Below are some records. Pull every line that contains the word "task".

+===+

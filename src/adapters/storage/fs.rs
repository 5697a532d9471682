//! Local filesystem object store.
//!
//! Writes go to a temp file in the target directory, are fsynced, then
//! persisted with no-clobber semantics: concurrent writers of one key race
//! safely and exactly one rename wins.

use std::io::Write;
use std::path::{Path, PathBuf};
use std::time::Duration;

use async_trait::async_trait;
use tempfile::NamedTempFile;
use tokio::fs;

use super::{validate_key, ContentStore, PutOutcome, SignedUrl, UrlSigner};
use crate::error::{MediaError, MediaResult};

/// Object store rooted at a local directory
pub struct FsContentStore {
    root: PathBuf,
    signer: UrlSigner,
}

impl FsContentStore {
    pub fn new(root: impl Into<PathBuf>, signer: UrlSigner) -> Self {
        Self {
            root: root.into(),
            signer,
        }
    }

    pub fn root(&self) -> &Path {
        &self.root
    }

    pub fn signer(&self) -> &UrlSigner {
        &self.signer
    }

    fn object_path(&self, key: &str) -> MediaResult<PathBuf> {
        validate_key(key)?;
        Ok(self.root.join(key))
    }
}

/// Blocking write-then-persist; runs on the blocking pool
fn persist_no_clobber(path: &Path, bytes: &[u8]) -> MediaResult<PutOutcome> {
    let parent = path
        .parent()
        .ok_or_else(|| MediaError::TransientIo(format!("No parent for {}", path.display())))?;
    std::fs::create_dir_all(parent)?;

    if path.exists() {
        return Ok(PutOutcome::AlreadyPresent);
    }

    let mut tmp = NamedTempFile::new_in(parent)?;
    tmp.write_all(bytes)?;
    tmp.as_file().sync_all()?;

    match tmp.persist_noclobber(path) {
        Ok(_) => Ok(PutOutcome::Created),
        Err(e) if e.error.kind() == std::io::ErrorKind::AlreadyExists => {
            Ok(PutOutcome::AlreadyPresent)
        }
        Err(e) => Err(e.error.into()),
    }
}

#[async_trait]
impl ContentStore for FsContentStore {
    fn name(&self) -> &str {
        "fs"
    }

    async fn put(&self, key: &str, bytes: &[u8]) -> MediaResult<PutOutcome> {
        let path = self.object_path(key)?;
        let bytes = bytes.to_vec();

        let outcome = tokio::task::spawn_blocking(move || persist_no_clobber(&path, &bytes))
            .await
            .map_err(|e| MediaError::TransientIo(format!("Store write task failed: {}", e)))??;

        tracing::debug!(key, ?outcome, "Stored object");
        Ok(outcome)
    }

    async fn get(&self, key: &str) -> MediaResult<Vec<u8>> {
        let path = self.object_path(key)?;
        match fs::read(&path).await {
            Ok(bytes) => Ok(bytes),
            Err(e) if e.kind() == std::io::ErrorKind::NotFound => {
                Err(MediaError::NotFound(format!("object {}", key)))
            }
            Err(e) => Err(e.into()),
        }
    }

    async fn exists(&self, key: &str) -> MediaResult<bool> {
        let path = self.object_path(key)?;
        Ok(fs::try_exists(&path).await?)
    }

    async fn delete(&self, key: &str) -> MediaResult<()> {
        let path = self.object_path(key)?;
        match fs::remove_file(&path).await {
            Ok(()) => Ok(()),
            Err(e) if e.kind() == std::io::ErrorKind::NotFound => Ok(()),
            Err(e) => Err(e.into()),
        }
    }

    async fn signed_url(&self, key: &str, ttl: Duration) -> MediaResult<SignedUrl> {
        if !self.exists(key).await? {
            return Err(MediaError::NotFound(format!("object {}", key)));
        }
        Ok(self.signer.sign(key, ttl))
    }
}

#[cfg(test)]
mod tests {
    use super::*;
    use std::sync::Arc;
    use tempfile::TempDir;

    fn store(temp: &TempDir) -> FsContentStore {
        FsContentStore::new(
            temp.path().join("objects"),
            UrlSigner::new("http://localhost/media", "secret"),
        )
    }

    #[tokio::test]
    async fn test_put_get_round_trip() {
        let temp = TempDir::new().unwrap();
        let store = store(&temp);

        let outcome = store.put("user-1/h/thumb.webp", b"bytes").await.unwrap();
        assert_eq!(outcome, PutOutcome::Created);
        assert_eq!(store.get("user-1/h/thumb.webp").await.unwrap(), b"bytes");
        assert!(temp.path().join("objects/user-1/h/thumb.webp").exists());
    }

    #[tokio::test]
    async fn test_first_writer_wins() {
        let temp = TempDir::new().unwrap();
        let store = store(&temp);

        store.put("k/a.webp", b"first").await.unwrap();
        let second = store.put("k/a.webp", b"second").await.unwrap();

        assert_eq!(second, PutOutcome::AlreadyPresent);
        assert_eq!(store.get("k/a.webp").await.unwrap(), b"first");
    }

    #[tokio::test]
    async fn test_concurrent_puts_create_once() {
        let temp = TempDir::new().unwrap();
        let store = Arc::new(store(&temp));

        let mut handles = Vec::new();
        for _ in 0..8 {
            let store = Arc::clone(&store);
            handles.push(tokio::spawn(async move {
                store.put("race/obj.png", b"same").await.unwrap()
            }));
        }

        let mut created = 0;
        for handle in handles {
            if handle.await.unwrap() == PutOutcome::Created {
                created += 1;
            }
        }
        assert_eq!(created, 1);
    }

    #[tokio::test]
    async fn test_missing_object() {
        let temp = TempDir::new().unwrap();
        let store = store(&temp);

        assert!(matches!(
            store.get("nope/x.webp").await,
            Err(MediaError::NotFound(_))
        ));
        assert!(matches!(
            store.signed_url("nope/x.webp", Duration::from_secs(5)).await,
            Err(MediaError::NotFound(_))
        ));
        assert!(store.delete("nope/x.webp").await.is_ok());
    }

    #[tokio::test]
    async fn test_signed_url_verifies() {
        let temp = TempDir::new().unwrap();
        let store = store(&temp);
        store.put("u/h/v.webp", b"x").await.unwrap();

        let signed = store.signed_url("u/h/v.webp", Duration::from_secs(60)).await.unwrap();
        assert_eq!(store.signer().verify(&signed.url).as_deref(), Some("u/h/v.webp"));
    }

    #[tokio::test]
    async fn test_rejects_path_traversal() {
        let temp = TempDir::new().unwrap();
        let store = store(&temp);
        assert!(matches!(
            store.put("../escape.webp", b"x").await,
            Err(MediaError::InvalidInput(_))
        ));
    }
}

+===+

YOUR SOLUTION:
        let outcome = tokio::task::spawn_blocking(move || persist_no_clobber(&path, &bytes))
            .map_err(|e| MediaError::TransientIo(format!("Store write task failed: {}", e)))??;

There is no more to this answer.